*What to work on*: Given the material below, output exactly the lines from the line with "or key prefix" to the line with "pub fn normalize_region(s: &str)", both ends included, and no other lines.

[Opening Material for this exercise section]

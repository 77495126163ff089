//! Provider-wide tag configuration

use std::collections::BTreeSet;

use serde::{Deserialize, Serialize};

use crate::tags::KeyValueTags;

/// Tags applied to every resource the provider manages
#[derive(Debug, Clone, Default, PartialEq, Eq, Serialize, Deserialize)]
#[serde(default)]
pub struct DefaultConfig {
    pub tags: KeyValueTags,
}

impl DefaultConfig {
    pub fn new(tags: KeyValueTags) -> Self {
        Self { tags }
    }

    /// Default tags overlaid with the resource's own tags
    pub fn merge_tags(&self, tags: &KeyValueTags) -> KeyValueTags {
        self.tags.merge(tags)
    }

    /// Whether `tags` is exactly the default set
    pub fn tags_equal(&self, tags: &KeyValueTags) -> bool {
        self.tags == *tags
    }

    pub fn is_empty(&self) -> bool {
        self.tags.is_empty()
    }
}

/// Tag keys the provider never surfaces, by exact key or key prefix
#[derive(Debug, Clone, Default, PartialEq, Eq, Serialize, Deserialize)]
#[serde(default)]
pub struct IgnoreConfig {
    pub keys: BTreeSet<String>,
    pub key_prefixes: BTreeSet<String>,
}

impl IgnoreConfig {
    pub fn new() -> Self {
        Self::default()
    }

    pub fn with_key(mut self, key: impl Into<String>) -> Self {
        self.keys.insert(key.into());
        self
    }

    pub fn with_key_prefix(mut self, prefix: impl Into<String>) -> Self {
        self.key_prefixes.insert(prefix.into());
        self
    }

    pub fn matches(&self, key: &str) -> bool {
        self.keys.contains(key) || self.key_prefixes.iter().any(|p| key.starts_with(p.as_str()))
    }

    pub fn is_empty(&self) -> bool {
        self.keys.is_empty() && self.key_prefixes.is_empty()
    }
}
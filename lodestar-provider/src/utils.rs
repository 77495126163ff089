//! Utility functions for region values

use std::sync::LazyLock;

use regex::Regex;

static REGION: LazyLock<Regex> = LazyLock::new(|| {
    Regex::new(r"^[a-z]{2}(-gov|-iso[a-z]?)?-[a-z]+-\d+$").expect("region pattern is valid")
});

/// Normalize region value (e.g., "aws.Region.ap_northeast_1" -> "ap-northeast-1")
pub fn normalize_region(s: &str) -> String {
    let region_part = if s.contains('.') {
        s.split('.').next_back().unwrap_or(s)
    } else {
        s
    };
    region_part.replace('_', "-")
}

/// Whether `s` is a region name in AWS format
pub fn is_valid_region(s: &str) -> bool {
    REGION.is_match(s)
}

[Closing Material for this exercise section]

*Expected output*:
/// Tag keys the provider never surfaces, by exact key or key prefix
#[derive(Debug, Clone, Default, PartialEq, Eq, Serialize, Deserialize)]
#[serde(default)]
pub struct IgnoreConfig {
    pub keys: BTreeSet<String>,
    pub key_prefixes: BTreeSet<String>,
}

impl IgnoreConfig {
    pub fn new() -> Self {
        Self::default()
    }

    pub fn with_key(mut self, key: impl Into<String>) -> Self {
        self.keys.insert(key.into());
        self
    }

    pub fn with_key_prefix(mut self, prefix: impl Into<String>) -> Self {
        self.key_prefixes.insert(prefix.into());
        self
    }

    pub fn matches(&self, key: &str) -> bool {
        self.keys.contains(key) || self.key_prefixes.iter().any(|p| key.starts_with(p.as_str()))
    }

    pub fn is_empty(&self) -> bool {
        self.keys.is_empty() && self.key_prefixes.is_empty()
    }
}
filename lodestar-provider/src/utils.rs
repository 77495126163ff089
//! Utility functions for region values

use std::sync::LazyLock;

use regex::Regex;

static REGION: LazyLock<Regex> = LazyLock::new(|| {
    Regex::new(r"^[a-z]{2}(-gov|-iso[a-z]?)?-[a-z]+-\d+$").expect("region pattern is valid")
});

/// Normalize region value (e.g., "aws.Region.ap_northeast_1" -> "ap-northeast-1")
pub fn normalize_region(s: &str) -> String {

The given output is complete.